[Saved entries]
____________

//! CLI integration tests

use std::process::{Command, Output};

fn fleetctl(args: &[&str]) -> Output {
    Command::new(env!("CARGO_BIN_EXE_fleetctl"))
        .args(args)
        .env("NO_COLOR", "1")
        .env_remove("FLEETCTL_API_URL")
        .output()
        .expect("Failed to execute command")
}

/// Test that the CLI shows help
#[test]
fn test_cli_help() {
    let output = fleetctl(&["--help"]);
    let stdout = String::from_utf8_lossy(&output.stdout);

    assert!(output.status.success(), "CLI help should succeed");
    assert!(stdout.contains("fleetscale"), "Should show app name");
    assert!(stdout.contains("status"), "Should show status command");
    assert!(stdout.contains("samples"), "Should show samples command");
    assert!(stdout.contains("health"), "Should show health command");
    assert!(stdout.contains("simulate"), "Should show simulate command");
}

/// Test that the CLI shows version
#[test]
fn test_cli_version() {
    let output = fleetctl(&["--version"]);
    let stdout = String::from_utf8_lossy(&output.stdout);

    assert!(output.status.success(), "CLI version should succeed");
    assert!(stdout.contains("fleetctl"), "Should show binary name");
}

#[test]
fn test_simulate_help() {
    let output = fleetctl(&["simulate", "--help"]);
    let stdout = String::from_utf8_lossy(&output.stdout);

    assert!(output.status.success());
    assert!(stdout.contains("--threshold"));
    assert!(stdout.contains("--trigger-count"));
}

#[test]
fn test_simulate_json_reports_streaks() {
    let output = fleetctl(&[
        "--format",
        "json",
        "simulate",
        "--threshold",
        "80",
        "--trigger-count",
        "3",
        "85",
        "90",
        "82",
        "50",
    ]);
    assert!(output.status.success(), "simulate should succeed");

    let steps: serde_json::Value = serde_json::from_slice(&output.stdout).unwrap();
    let steps = steps.as_array().unwrap();
    let streaks: Vec<u64> = steps.iter().map(|s| s["streak"].as_u64().unwrap()).collect();

    assert_eq!(streaks, vec![1, 2, 0, 0]);
    assert_eq!(steps[2]["decision"], "scale_up");
    assert_eq!(steps[3]["decision"], "hold");
}

#[test]
fn test_simulate_table() {
    let output = fleetctl(&["simulate", "--threshold", "50", "60", "70"]);
    let stdout = String::from_utf8_lossy(&output.stdout);

    assert!(output.status.success());
    assert!(stdout.contains("Scale-ups: 0"));
}

#[test]
fn test_simulate_requires_readings() {
    let output = fleetctl(&["simulate", "--threshold", "80"]);
    assert!(!output.status.success());
}

#[test]
fn test_simulate_rejects_threshold_out_of_range() {
    let output = fleetctl(&["simulate", "--threshold", "150", "90"]);
    let stderr = String::from_utf8_lossy(&output.stderr);

    assert!(!output.status.success());
    assert!(stderr.contains("threshold"));
}

#[test]
fn test_status_without_daemon_fails() {
    let output = fleetctl(&["--api-url", "http://127.0.0.1:1", "status"]);
    assert!(!output.status.success());
}

#[test]
fn test_invalid_format_rejected() {
    let output = fleetctl(&["--format", "yaml", "health"]);
    assert!(!output.status.success());
}
//! Offline replay of the scale-up decision

use anyhow::{bail, Result};
use colored::Colorize;
use fleetscale_lib::{models::Decision, scaling::next_streak};
use serde::Serialize;
use tabled::Tabled;

use crate::output::{color_percent, format_percent, print_json, print_table, OutputFormat};

/// One replayed reading
#[derive(Debug, Clone, PartialEq, Serialize)]
pub struct SimulationStep {
    pub average_percent: f64,
    pub streak: u32,
    pub decision: Decision,
}

#[derive(Tabled)]
struct StepRow {
    #[tabled(rename = "#")]
    index: usize,
    #[tabled(rename = "Average")]
    average: String,
    #[tabled(rename = "Streak")]
    streak: u32,
    #[tabled(rename = "Decision")]
    decision: String,
}

/// Feed `readings` through the streak rule starting from zero
pub fn simulate(readings: &[f64], threshold: f64, trigger_count: u32) -> Vec<SimulationStep> {
    let trigger_count = trigger_count.max(1);
    let mut streak = 0;
    readings
        .iter()
        .map(|&average_percent| {
            let (next, decision) = next_streak(streak, average_percent, threshold, trigger_count);
            streak = next;
            SimulationStep {
                average_percent,
                streak,
                decision,
            }
        })
        .collect()
}

pub fn run(readings: &[f64], threshold: f64, trigger_count: u32, format: OutputFormat) -> Result<()> {
    if !(threshold > 0.0 && threshold <= 100.0) {
        bail!("threshold must be in (0, 100], got {}", threshold);
    }
    if trigger_count == 0 {
        bail!("trigger count must be at least 1");
    }

    let steps = simulate(readings, threshold, trigger_count);

    if format == OutputFormat::Json {
        return print_json(&steps);
    }

    let scale_ups = steps
        .iter()
        .filter(|s| s.decision == Decision::ScaleUp)
        .count();
    let rows: Vec<StepRow> = steps
        .iter()
        .enumerate()
        .map(|(i, step)| StepRow {
            index: i + 1,
            average: color_percent(step.average_percent, threshold),
            streak: step.streak,
            decision: match step.decision {
                Decision::ScaleUp => "scale up".red().bold().to_string(),
                Decision::Hold => "hold".to_string(),
            },
        })
        .collect();

    println!(
        "Threshold {} after {} consecutive readings",
        format_percent(threshold),
        trigger_count
    );
    print_table(rows);
    println!("\nScale-ups: {}", scale_ups);

    Ok(())
}

#[cfg(test)]
mod tests {
    use super::*;

    #[test]
    fn test_streak_per_reading() {
        let steps = simulate(&[85.0, 90.0, 82.0, 50.0], 80.0, 3);
        let streaks: Vec<u32> = steps.iter().map(|s| s.streak).collect();
        let decisions: Vec<Decision> = steps.iter().map(|s| s.decision).collect();

        assert_eq!(streaks, vec![1, 2, 0, 0]);
        assert_eq!(
            decisions,
            vec![Decision::Hold, Decision::Hold, Decision::ScaleUp, Decision::Hold]
        );
    }

    #[test]
    fn test_dip_shortens_streak() {
        let steps = simulate(&[85.0, 90.0, 70.0, 95.0, 96.0], 80.0, 3);
        let streaks: Vec<u32> = steps.iter().map(|s| s.streak).collect();

        assert_eq!(streaks, vec![1, 2, 1, 2, 0]);
        assert_eq!(steps[4].decision, Decision::ScaleUp);
    }

    #[test]
    fn test_reading_at_threshold_is_not_overload() {
        let steps = simulate(&[80.0, 80.0, 80.0], 80.0, 1);
        assert!(steps.iter().all(|s| s.decision == Decision::Hold));
    }

    #[test]
    fn test_rejects_bad_threshold() {
        assert!(run(&[50.0], 0.0, 3, OutputFormat::Json).is_err());
        assert!(run(&[50.0], 120.0, 3, OutputFormat::Json).is_err());
        assert!(run(&[50.0], 80.0, 0, OutputFormat::Json).is_err());
    }
}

____________

--- ACTION ITEM ---
A lone number is the expected answer: the count of lines in these entries holding the string "bail".

--- TASK SOLUTION ---
3